● **Requirement**: The job is to output each record again, character for character.

(Collected data entries)
----

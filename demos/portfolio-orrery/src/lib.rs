use wasm_bindgen::prelude::*;
use cosmo_engine::*;

// Static tables
mod assets;
mod bodies;
mod projects;

// Scene construction and per-frame update
mod body;
mod builder;
mod color;
mod geometry;
mod materials;
mod meteor;
mod orbit;
mod update;

// Interaction and host-facing UI
mod interaction;
mod ui;

// Loading screen
pub mod intro;

// Main game controller
mod game;

use game::PortfolioOrrery;
use intro::dom::{navigation_type, DomIntroHost};
use intro::IntroField;

cosmo_web::export_game!(PortfolioOrrery, "portfolio-orrery", vectors);

// ── Loading intro ────────────────────────────────────────────────────

thread_local! {
    static INTRO: RefCell<Option<IntroField<DomIntroHost>>> = RefCell::new(None);
}

/// Run `f` against the intro if one exists. `None` when the intro was never
/// created or is already borrowed further up the stack.
pub(crate) fn with_intro<R>(f: impl FnOnce(&mut IntroField<DomIntroHost>) -> R) -> Option<R> {
    INTRO.with(|cell| {
        let mut borrow = cell.try_borrow_mut().ok()?;
        borrow.as_mut().map(f)
    })
}

fn ensure_intro() -> bool {
    if with_intro(|_| ()).is_some() {
        return true;
    }
    let Some(host) = DomIntroHost::new() else {
        log::warn!("intro: no browser document");
        return false;
    };
    let intro = IntroField::new(host, js_sys::Date::now() as u64);
    INTRO.with(|cell| *cell.borrow_mut() = Some(intro));
    true
}

#[wasm_bindgen]
pub fn intro_init() {
    console_error_panic_hook::set_once();
    let _ = console_log::init_with_level(log::Level::Info);
    if ensure_intro() {
        with_intro(|intro| intro.initialize());
    }
}

#[wasm_bindgen]
pub fn intro_set_status(text: Option<String>) {
    with_intro(|intro| intro.set_status(text.as_deref()));
}

#[wasm_bindgen]
pub fn intro_update_progress(percent: f32, status: Option<String>) {
    with_intro(|intro| intro.update_progress(percent, status.as_deref()));
}

#[wasm_bindgen]
pub fn intro_mark_complete() {
    with_intro(|intro| intro.mark_complete());
}

#[wasm_bindgen]
pub fn intro_dismiss() -> bool {
    with_intro(|intro| intro.dismiss()).unwrap_or(false)
}

/// Skip the intro on back/forward navigation. Returns whether it skipped.
#[wasm_bindgen]
pub fn intro_skip_if_returning() -> bool {
    let Some(nav) = navigation_type() else { return false };
    if nav != "back_forward" || !ensure_intro() {
        return false;
    }
    with_intro(|intro| intro.skip_if_returning(&nav)).unwrap_or(false)
}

----

● **Completed exercise**:
filename demos/portfolio-orrery/src/lib.rs
use wasm_bindgen::prelude::*;
use cosmo_engine::*;

// Static tables
mod assets;
mod bodies;
mod projects;

// Scene construction and per-frame update
mod body;
mod builder;
mod color;
mod geometry;
mod materials;
mod meteor;
mod orbit;
mod update;

// Interaction and host-facing UI
mod interaction;
mod ui;

// Loading screen
pub mod intro;

// Main game controller
mod game;

use game::PortfolioOrrery;
use intro::dom::{navigation_type, DomIntroHost};
use intro::IntroField;

cosmo_web::export_game!(PortfolioOrrery, "portfolio-orrery", vectors);

// ── Loading intro ────────────────────────────────────────────────────

thread_local! {
    static INTRO: RefCell<Option<IntroField<DomIntroHost>>> = RefCell::new(None);
}

/// Run `f` against the intro if one exists. `None` when the intro was never
/// created or is already borrowed further up the stack.
pub(crate) fn with_intro<R>(f: impl FnOnce(&mut IntroField<DomIntroHost>) -> R) -> Option<R> {
    INTRO.with(|cell| {
        let mut borrow = cell.try_borrow_mut().ok()?;
        borrow.as_mut().map(f)
    })
}

fn ensure_intro() -> bool {
    if with_intro(|_| ()).is_some() {
        return true;
    }
    let Some(host) = DomIntroHost::new() else {
        log::warn!("intro: no browser document");
        return false;
    };
    let intro = IntroField::new(host, js_sys::Date::now() as u64);
    INTRO.with(|cell| *cell.borrow_mut() = Some(intro));
    true
}

#[wasm_bindgen]
pub fn intro_init() {
    console_error_panic_hook::set_once();
    let _ = console_log::init_with_level(log::Level::Info);
    if ensure_intro() {
        with_intro(|intro| intro.initialize());
    }
}

#[wasm_bindgen]
pub fn intro_set_status(text: Option<String>) {
    with_intro(|intro| intro.set_status(text.as_deref()));
}

#[wasm_bindgen]
pub fn intro_update_progress(percent: f32, status: Option<String>) {
    with_intro(|intro| intro.update_progress(percent, status.as_deref()));
}

#[wasm_bindgen]
pub fn intro_mark_complete() {
    with_intro(|intro| intro.mark_complete());
}

#[wasm_bindgen]
pub fn intro_dismiss() -> bool {
    with_intro(|intro| intro.dismiss()).unwrap_or(false)
}

/// Skip the intro on back/forward navigation. Returns whether it skipped.
#[wasm_bindgen]
pub fn intro_skip_if_returning() -> bool {
    let Some(nav) = navigation_type() else { return false };
    if nav != "back_forward" || !ensure_intro() {
        return false;
    }
    with_intro(|intro| intro.skip_if_returning(&nav)).unwrap_or(false)
}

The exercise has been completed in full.